De que somos muy exigentes con la higiene y la limpieza no hay la menor duda. Y si se trata de una institución de salud muchísimo más a pesar del menoscabo de la pulcritud en ciertos espacios de alta concurrencia social.
He visto, desde el tercer piso de un hospital una imagen común de sus paisajes en muchos lares, un reguero de cuánto se puede uno imaginar hacia abajo. Y he escuchado comentarios de pacientes o acompañantes sobre qué sucio está esto, sazonados por la expresión «¡Increíble que ocurra esto aquí, le zumba!» Obviamente, se explayan contra el personal de limpieza, que no hay exigencia, aunque los vean limpiar salas, pasillos, baños…

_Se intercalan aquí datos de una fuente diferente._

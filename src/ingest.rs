//! TCP ingestion listener
//!
//! Terminates the line-oriented agent protocol: one JSON probe report per
//! line in, one `OK` or `ERROR: <reason>` line out. Each accepted
//! connection runs in its own task and moves through
//!
//! ```text
//! Accepted → Registered → Receiving → (Closed | Errored)
//! ```
//!
//! Error isolation is per record: a malformed line or a failed insert gets
//! an error reply and the loop continues. Only transport failures (EOF,
//! read error, reply write error) end a connection. Everything after a
//! successful insert is the alert path and is best-effort; its failures are
//! logged and never surface to the agent.

use std::net::SocketAddr;
use std::sync::Arc;

use tokio::io::{AsyncBufReadExt, BufReader};
use tokio::net::{TcpListener, TcpStream};
use tokio::sync::watch;
use tracing::{debug, error, info, instrument, trace, warn};

use crate::ProbeReport;
use crate::alerts::{AlertEvent, publish_alerts};
use crate::broker::AlertPublisher;
use crate::registry::{AgentHandle, ConnectionRegistry};
use crate::storage::{HostStore, ProbeRecord, ProbeStore, RecipientDirectory};
use crate::util::from_json_case_insensitive;

/// Long-lived server driving persistence and alerting for every agent.
#[derive(Clone)]
pub struct IngestServer {
    registry: Arc<ConnectionRegistry>,
    hosts: Arc<dyn HostStore>,
    probes: Arc<dyn ProbeStore>,
    recipients: Arc<dyn RecipientDirectory>,
    publisher: Arc<dyn AlertPublisher>,
}

impl IngestServer {
    pub fn new(
        registry: Arc<ConnectionRegistry>,
        hosts: Arc<dyn HostStore>,
        probes: Arc<dyn ProbeStore>,
        recipients: Arc<dyn RecipientDirectory>,
        publisher: Arc<dyn AlertPublisher>,
    ) -> Self {
        Self {
            registry,
            hosts,
            probes,
            recipients,
            publisher,
        }
    }

    /// Accept loop. Spawns one task per agent connection and returns once
    /// the shutdown signal flips.
    #[instrument(skip_all)]
    pub async fn run(&self, listener: TcpListener, mut shutdown: watch::Receiver<bool>) {
        match listener.local_addr() {
            Ok(addr) => info!("listening for agents on {addr}"),
            Err(e) => warn!("listening on unknown address: {e}"),
        }

        loop {
            tokio::select! {
                accepted = listener.accept() => {
                    match accepted {
                        Ok((stream, peer)) => {
                            debug!(%peer, "agent connected");
                            let server = self.clone();
                            let conn_shutdown = shutdown.clone();
                            tokio::spawn(async move {
                                server.handle_connection(stream, peer, conn_shutdown).await;
                            });
                        }
                        Err(e) => warn!("accept failed: {e}"),
                    }
                }
                _ = shutdown.changed() => {
                    info!("shutdown signal received, closing listener");
                    break;
                }
            }
        }
    }

    #[instrument(skip(self, stream, shutdown), fields(peer = %peer))]
    async fn handle_connection(
        &self,
        stream: TcpStream,
        peer: SocketAddr,
        mut shutdown: watch::Receiver<bool>,
    ) {
        let (read_half, write_half) = stream.into_split();
        let agent = self.registry.register(peer, write_half).await;
        let mut lines = BufReader::new(read_half).lines();

        loop {
            tokio::select! {
                line = lines.next_line() => {
                    match line {
                        Ok(Some(line)) => {
                            if line.trim().is_empty() {
                                continue;
                            }
                            if let Err(e) = self.process_line(&line, &agent).await {
                                warn!("reply failed, dropping connection: {e}");
                                break;
                            }
                        }
                        Ok(None) => {
                            debug!("agent disconnected");
                            break;
                        }
                        Err(e) => {
                            warn!("read failed: {e}");
                            break;
                        }
                    }
                }
                _ = shutdown.changed() => {
                    debug!("closing connection for shutdown");
                    break;
                }
            }
        }

        self.registry.unregister(agent.id).await;
    }

    /// Handle one wire line and write the reply. `Err` means the reply
    /// itself could not be written, which is terminal for the connection.
    async fn process_line(&self, line: &str, agent: &AgentHandle) -> std::io::Result<()> {
        let report: ProbeReport = match from_json_case_insensitive(line) {
            Ok(report) => report,
            Err(e) => {
                warn!(peer = %agent.peer, "undecodable probe report: {e}");
                return agent.send_line("ERROR: invalid probe report format").await;
            }
        };

        let record = ProbeRecord::from_report(&report);
        if let Err(e) = self.probes.insert(&record).await {
            error!(host_id = report.id, "failed to persist probe report: {e}");
            return agent.send_line(&format!("ERROR: {e}")).await;
        }
        trace!(host_id = report.id, "probe report persisted");

        self.maybe_alert(&report).await;

        agent.send_line("OK").await
    }

    /// Alert path for an already-persisted report. Best-effort throughout.
    async fn maybe_alert(&self, report: &ProbeReport) {
        let host = match self.hosts.host(report.id).await {
            Ok(Some(host)) => host,
            Ok(None) => {
                warn!(
                    host_id = report.id,
                    "report for unknown host accepted without alerting"
                );
                return;
            }
            Err(e) => {
                error!(host_id = report.id, "host lookup failed, alert skipped: {e}");
                return;
            }
        };

        let recipients = match self.recipients.list_recipients().await {
            Ok(recipients) => recipients,
            Err(e) => {
                error!(
                    host_id = report.id,
                    "recipient lookup failed, alert skipped: {e}"
                );
                return;
            }
        };

        let event = AlertEvent::from_report(report, &host, &recipients);

        let rollup = match self.probes.dashboard_stats().await {
            Ok(rollup) => rollup,
            Err(e) => {
                error!(host_id = report.id, "status rollup failed, alert skipped: {e}");
                return;
            }
        };

        publish_alerts(&event, &rollup, self.publisher.as_ref()).await;
    }
}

Tampoco (siempre asoman los suspicaces) estoy haciéndole una loa a ese personal, que aun con sus deficiencias, realiza una labor vital. Al buen entendedor con pocas palabras bastan.
Voy al fondo de lo paradójico de que, casi siempre, los cuestionadores son pacientes, acompañantes o personal que asiste a consulta, los mismos que botan hacia afuera los sobrantes de comestibles o latas de refresco o de jugo.
Idéntica situación ocurre en el barrio o en una cuadra cuando van y vienen los despiadados comentarios del reguero de desechos sólidos que botan a la hora que les da la gana y muchísimas veces en el lugar que más cómodo les resulte.
Pero la basura, regada o incluso depositada en cualquier envase roto o hasta destapado, no aterrizó de Marte, sino del mismo vecindario que se ha acostumbrado a hacerlo.
Lo olímpico de estas actitudes radica, como en tantas otras cuestiones del vivir cotidiano, en cuestionar públicamente lo que en la práctica hacen algunos de manera reservada y otros a cara limpia.
La suciedad visible de basura en hospitales, parques… y hasta en monumentos, que tantísimo da de qué hablar, sería muchísimo menor si se extinguiera ese paradójico y maligno comportamiento de camaleón de muchos, tan en boga, de hacer lo contrario a lo que reclaman, es decir, exigir higiene a raudales mientras propagan suciedad a dos manos, ¿inconscientemente?
Luego, en otro colmo de los colmos, se suele echar la culpa a Comunales, y hasta más hacia arriba, de esa realidad que, como verdad verdadera, la sustenta, precisamente, una benevolencia estatal contra los transgresores, esos mismos que después la cuestionan sin piedad.